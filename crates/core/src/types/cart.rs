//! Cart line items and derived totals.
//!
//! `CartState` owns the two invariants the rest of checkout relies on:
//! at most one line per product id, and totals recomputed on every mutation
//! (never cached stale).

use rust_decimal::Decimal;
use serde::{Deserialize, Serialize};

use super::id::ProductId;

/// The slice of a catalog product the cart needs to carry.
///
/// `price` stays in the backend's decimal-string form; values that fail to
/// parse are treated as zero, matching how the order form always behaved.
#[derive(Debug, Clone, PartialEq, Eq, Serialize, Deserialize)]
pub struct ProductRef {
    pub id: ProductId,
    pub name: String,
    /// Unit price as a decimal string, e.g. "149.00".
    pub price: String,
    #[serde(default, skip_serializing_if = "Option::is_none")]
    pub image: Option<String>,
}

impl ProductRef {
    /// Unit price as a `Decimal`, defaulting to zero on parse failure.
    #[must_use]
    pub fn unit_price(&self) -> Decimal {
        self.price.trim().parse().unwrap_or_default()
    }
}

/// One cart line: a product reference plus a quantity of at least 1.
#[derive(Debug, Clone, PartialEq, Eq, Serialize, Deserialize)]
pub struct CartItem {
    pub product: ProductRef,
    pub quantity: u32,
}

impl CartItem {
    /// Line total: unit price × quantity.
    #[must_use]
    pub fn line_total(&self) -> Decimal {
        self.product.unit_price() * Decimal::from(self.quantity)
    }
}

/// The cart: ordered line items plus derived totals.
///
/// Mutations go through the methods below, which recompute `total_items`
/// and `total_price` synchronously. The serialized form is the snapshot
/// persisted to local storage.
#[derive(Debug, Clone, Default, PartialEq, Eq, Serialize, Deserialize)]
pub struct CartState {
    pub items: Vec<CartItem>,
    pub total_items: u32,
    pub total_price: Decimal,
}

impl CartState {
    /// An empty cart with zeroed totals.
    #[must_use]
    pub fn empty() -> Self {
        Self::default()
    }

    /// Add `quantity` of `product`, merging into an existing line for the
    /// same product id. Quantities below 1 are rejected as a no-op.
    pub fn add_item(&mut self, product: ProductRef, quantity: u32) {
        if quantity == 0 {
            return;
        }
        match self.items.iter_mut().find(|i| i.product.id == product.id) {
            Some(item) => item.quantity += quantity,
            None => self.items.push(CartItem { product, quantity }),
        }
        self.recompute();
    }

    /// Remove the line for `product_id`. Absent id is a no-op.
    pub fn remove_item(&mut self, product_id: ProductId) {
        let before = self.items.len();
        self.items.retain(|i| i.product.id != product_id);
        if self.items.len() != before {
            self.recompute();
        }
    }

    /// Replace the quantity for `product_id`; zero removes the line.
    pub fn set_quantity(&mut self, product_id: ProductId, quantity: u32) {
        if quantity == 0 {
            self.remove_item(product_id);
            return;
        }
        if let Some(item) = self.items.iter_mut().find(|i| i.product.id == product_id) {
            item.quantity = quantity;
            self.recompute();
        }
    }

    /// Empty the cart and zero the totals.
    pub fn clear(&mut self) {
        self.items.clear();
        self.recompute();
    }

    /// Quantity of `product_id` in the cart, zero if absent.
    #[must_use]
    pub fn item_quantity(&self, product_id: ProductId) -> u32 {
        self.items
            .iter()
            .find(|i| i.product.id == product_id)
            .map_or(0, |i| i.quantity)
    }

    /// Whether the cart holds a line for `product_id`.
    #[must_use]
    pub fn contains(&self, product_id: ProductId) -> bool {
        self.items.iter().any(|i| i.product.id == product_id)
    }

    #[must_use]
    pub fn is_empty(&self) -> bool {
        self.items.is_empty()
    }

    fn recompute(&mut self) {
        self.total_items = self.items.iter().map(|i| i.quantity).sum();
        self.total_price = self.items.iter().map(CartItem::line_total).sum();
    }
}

ACTION ITEM:
Reproduce the entire listing. Keep every word as it is.

REPLY:
filename crates/core/src/types/cart.rs
//! Cart line items and derived totals.
//!
//! `CartState` owns the two invariants the rest of checkout relies on:
//! at most one line per product id, and totals recomputed on every mutation
//! (never cached stale).

use rust_decimal::Decimal;
use serde::{Deserialize, Serialize};

use super::id::ProductId;

/// The slice of a catalog product the cart needs to carry.
///
/// `price` stays in the backend's decimal-string form; values that fail to
/// parse are treated as zero, matching how the order form always behaved.
#[derive(Debug, Clone, PartialEq, Eq, Serialize, Deserialize)]
pub struct ProductRef {
    pub id: ProductId,
    pub name: String,
    /// Unit price as a decimal string, e.g. "149.00".
    pub price: String,
    #[serde(default, skip_serializing_if = "Option::is_none")]
    pub image: Option<String>,
}

impl ProductRef {
    /// Unit price as a `Decimal`, defaulting to zero on parse failure.
    #[must_use]
    pub fn unit_price(&self) -> Decimal {
        self.price.trim().parse().unwrap_or_default()
    }
}

/// One cart line: a product reference plus a quantity of at least 1.
#[derive(Debug, Clone, PartialEq, Eq, Serialize, Deserialize)]
pub struct CartItem {
    pub product: ProductRef,
    pub quantity: u32,
}

impl CartItem {
    /// Line total: unit price × quantity.
    #[must_use]
    pub fn line_total(&self) -> Decimal {
        self.product.unit_price() * Decimal::from(self.quantity)
    }
}

/// The cart: ordered line items plus derived totals.
///
/// Mutations go through the methods below, which recompute `total_items`
/// and `total_price` synchronously. The serialized form is the snapshot
/// persisted to local storage.
#[derive(Debug, Clone, Default, PartialEq, Eq, Serialize, Deserialize)]
pub struct CartState {
    pub items: Vec<CartItem>,
    pub total_items: u32,
    pub total_price: Decimal,
}

impl CartState {
    /// An empty cart with zeroed totals.
    #[must_use]
    pub fn empty() -> Self {
        Self::default()
    }

    /// Add `quantity` of `product`, merging into an existing line for the
    /// same product id. Quantities below 1 are rejected as a no-op.
    pub fn add_item(&mut self, product: ProductRef, quantity: u32) {
        if quantity == 0 {
            return;
        }
        match self.items.iter_mut().find(|i| i.product.id == product.id) {
            Some(item) => item.quantity += quantity,
            None => self.items.push(CartItem { product, quantity }),
        }
        self.recompute();
    }

    /// Remove the line for `product_id`. Absent id is a no-op.
    pub fn remove_item(&mut self, product_id: ProductId) {
        let before = self.items.len();
        self.items.retain(|i| i.product.id != product_id);
        if self.items.len() != before {
            self.recompute();
        }
    }

    /// Replace the quantity for `product_id`; zero removes the line.
    pub fn set_quantity(&mut self, product_id: ProductId, quantity: u32) {
        if quantity == 0 {
            self.remove_item(product_id);
            return;
        }
        if let Some(item) = self.items.iter_mut().find(|i| i.product.id == product_id) {
            item.quantity = quantity;
            self.recompute();
        }
    }

    /// Empty the cart and zero the totals.
    pub fn clear(&mut self) {
        self.items.clear();
        self.recompute();
    }

    /// Quantity of `product_id` in the cart, zero if absent.
    #[must_use]
    pub fn item_quantity(&self, product_id: ProductId) -> u32 {
        self.items
            .iter()
            .find(|i| i.product.id == product_id)
            .map_or(0, |i| i.quantity)
    }

    /// Whether the cart holds a line for `product_id`.
    #[must_use]
    pub fn contains(&self, product_id: ProductId) -> bool {
        self.items.iter().any(|i| i.product.id == product_id)
    }

    #[must_use]
    pub fn is_empty(&self) -> bool {
        self.items.is_empty()
    }

    fn recompute(&mut self) {
        self.total_items = self.items.iter().map(|i| i.quantity).sum();
        self.total_price = self.items.iter().map(CartItem::line_total).sum();
    }
}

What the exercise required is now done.